After holding my breath for several weeks, I finally got back to the Everglades National Park last weekend. It was a perfect day to be out there. We were on Chokoloskee Bay before sunrise and the full moon shone bright over the bay that was interrupted with large oyster bars. My entire morning was spent paddling around the labyrinth of islands that separate the very large Chokoloskee Bay from the even larger Gulf of Mexico. It didn't matter to me that I was not photographing birds (they were so uncooperative), I was content simply paddling with the tides.
I have many memories on Chokoloskee Bay, the waters where I learned to kayak and canoe and where I learned to photograph from a boat. It is not an easy place to photograph, in fact it is down right harsh. The bay is riddled with oyster bars, very sharp oyster bars. Of course, these are where the birds are found and if I wanted to photograph them, I had to learn how to ease my way toward them while making sure my boat did not get sliced to pieces with the unrelenting oyster shells.

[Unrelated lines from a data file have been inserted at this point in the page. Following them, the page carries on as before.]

use crate::app::routes::Route;
use crate::components::avatar::Avatar;
use clipstream_api_models::UserProfile;
use yew::prelude::*;
use yew_router::prelude::*;

#[derive(Properties, PartialEq)]
pub(crate) struct AppShellProps {
    pub viewer: Option<UserProfile>,
    pub on_sign_out: Callback<()>,
    pub children: Children,
}

/// Header/nav frame wrapped around every routed page.
#[function_component(AppShell)]
pub(crate) fn app_shell(props: &AppShellProps) -> Html {
    let sign_out = {
        let on_sign_out = props.on_sign_out.clone();
        Callback::from(move |_| on_sign_out.emit(()))
    };

    html! {
        <div class="layout">
            <header class="topbar">
                <Link<Route> classes="brand" to={Route::Home}>{"Clipstream"}</Link<Route>>
                <nav class="nav">
                    <Link<Route> to={Route::Home}>{"Home"}</Link<Route>>
                    <Link<Route> to={Route::Inquiries}>{"Support"}</Link<Route>>
                </nav>
                <div class="session">
                    {match &props.viewer {
                        Some(user) => html! {
                            <>
                                <Avatar
                                    nickname={user.nickname.clone()}
                                    src={user.profile_image.clone().map(AttrValue::from)}
                                />
                                <span class="nickname">{user.nickname.clone()}</span>
                                <button class="ghost" onclick={sign_out}>{"Sign out"}</button>
                            </>
                        },
                        None => html! {
                            <Link<Route> classes="solid" to={Route::SignIn}>{"Sign in"}</Link<Route>>
                        },
                    }}
                </div>
            </header>
            <main class="content">{for props.children.iter()}</main>
        </div>
    }
}
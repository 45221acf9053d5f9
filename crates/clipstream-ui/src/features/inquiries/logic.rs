//! Inquiry form parsing helpers.
//!
//! # Design
//! - Treat whitespace-only inputs as empty.
//! - Validate lengths client-side to match API expectations.
//! - Keep parsing centralized so the create and update paths agree.

const TITLE_MAX: usize = 120;
const CONTENT_MAX: usize = 2_000;

pub(crate) fn parse_title(value: &str) -> Result<String, String> {
    let trimmed = value.trim();
    if trimmed.is_empty() {
        return Err("title is required".to_string());
    }
    if trimmed.chars().count() > TITLE_MAX {
        return Err(format!("title must be at most {TITLE_MAX} characters"));
    }
    Ok(trimmed.to_string())
}

pub(crate) fn parse_content(value: &str) -> Result<String, String> {
    let trimmed = value.trim();
    if trimmed.is_empty() {
        return Err("content is required".to_string());
    }
    if trimmed.chars().count() > CONTENT_MAX {
        return Err(format!("content must be at most {CONTENT_MAX} characters"));
    }
    Ok(trimmed.to_string())
}

#[cfg(test)]
mod tests {
    use super::{CONTENT_MAX, TITLE_MAX, parse_content, parse_title};

    #[test]
    fn titles_are_trimmed() {
        assert_eq!(parse_title("  Playback stutters  ").as_deref(), Ok("Playback stutters"));
    }

    #[test]
    fn blank_title_is_rejected() {
        assert!(parse_title("   ").is_err());
    }

    #[test]
    fn overlong_title_is_rejected() {
        let long = "a".repeat(TITLE_MAX + 1);
        assert!(parse_title(&long).is_err());
        let max = "a".repeat(TITLE_MAX);
        assert!(parse_title(&max).is_ok());
    }

    #[test]
    fn content_bounds_are_enforced() {
        assert!(parse_content("").is_err());
        assert!(parse_content(&"b".repeat(CONTENT_MAX)).is_ok());
        assert!(parse_content(&"b".repeat(CONTENT_MAX + 1)).is_err());
    }
}
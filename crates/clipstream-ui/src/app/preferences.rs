//! Persistence and environment helpers for the app shell.

use gloo::console;
use gloo::storage::{LocalStorage, Storage};
use gloo::utils::window;
use web_sys::Url;

pub(crate) const TOKEN_KEY: &str = "clipstream.token";

pub(crate) fn load_token() -> Option<String> {
    let value = LocalStorage::get::<String>(TOKEN_KEY).ok()?;
    if value.trim().is_empty() {
        return None;
    }
    Some(value)
}

pub(crate) fn persist_token(token: &str) {
    if let Err(err) = LocalStorage::set(TOKEN_KEY, token) {
        console::error!("storage operation failed", "set", TOKEN_KEY, err.to_string());
    }
}

pub(crate) fn clear_token() {
    LocalStorage::delete(TOKEN_KEY);
}

pub(crate) fn api_base_url() -> String {
    let href = window()
        .location()
        .href()
        .unwrap_or_else(|_| "http://localhost:3000".to_string());

    if let Ok(url) = Url::new(&href) {
        let protocol = url.protocol();
        let host = url.hostname();
        let port = url.port();
        // The trunk dev server proxies nothing; talk to the API port directly.
        let mapped_port = match port.as_str() {
            "" => None,
            "8080" => Some("3000"),
            other => Some(other),
        };

        let mut base = format!("{protocol}//{host}");
        if let Some(port) = mapped_port {
            base.push(':');
            base.push_str(port);
        }
        return base;
    }

    "http://localhost:3000".to_string()
}
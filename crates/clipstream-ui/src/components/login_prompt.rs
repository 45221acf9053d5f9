use crate::app::routes::Route;
use yew::prelude::*;
use yew_router::prelude::*;

#[derive(Properties, PartialEq)]
pub(crate) struct LoginPromptProps {
    pub on_dismiss: Callback<()>,
}

/// Modal shown when a signed-out viewer tries a members-only action.
#[function_component(LoginPrompt)]
pub(crate) fn login_prompt(props: &LoginPromptProps) -> Html {
    let navigator = use_navigator();

    let go_sign_in = {
        let navigator = navigator.clone();
        let on_dismiss = props.on_dismiss.clone();
        Callback::from(move |_| {
            on_dismiss.emit(());
            if let Some(navigator) = &navigator {
                navigator.push(&Route::SignIn);
            }
        })
    };
    let dismiss = {
        let on_dismiss = props.on_dismiss.clone();
        Callback::from(move |_| on_dismiss.emit(()))
    };

    html! {
        <div class="modal-overlay" role="dialog" aria-modal="true">
            <div class="card">
                <header>
                    <h3>{"Sign in required"}</h3>
                </header>
                <p class="muted">
                    {"Sign in to like videos and subscribe to channels."}
                </p>
                <div class="actions">
                    <button class="ghost" onclick={dismiss}>{"Not now"}</button>
                    <button class="solid" onclick={go_sign_in}>{"Sign in"}</button>
                </div>
            </div>
        </div>
    }
}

Back in 2007, I shot one of my favorite images on Chokoloskee Bay (next image below); I title it "Life Goes On" and it will be displayed soon at the Pauline Reeves Gallery in Everglades City. This is a special image of a white pelican in the summer. White pelicans normally are not found on the bay in the summer; in March they head north to breed and nest. In October, they arrive again to stay in the warm Everglades during the winter months. I guessed that this bird was old or sick and could not make the migration that year.
Chokoloskee Bay is also my first introduction to the Ten Thousand Islands. Within the boundary of the park, the Ten Thousand Islands are accessed by first crossing this very large bay. In the summer, the daily storms can make the bay treacherous, but this can also be a beautiful time on the bay. I spent many summer mornings on the bay watching storms ride in before I high tailed it to land.
Whenever I need a quick Everglades fix, Chokoloskee Bay is where I go. I always took for granted that I would have the Everglades National Park whenever I wanted and it was so easily accessed from Chokoloskee Island. But not anymore. I will never take the park for granted again.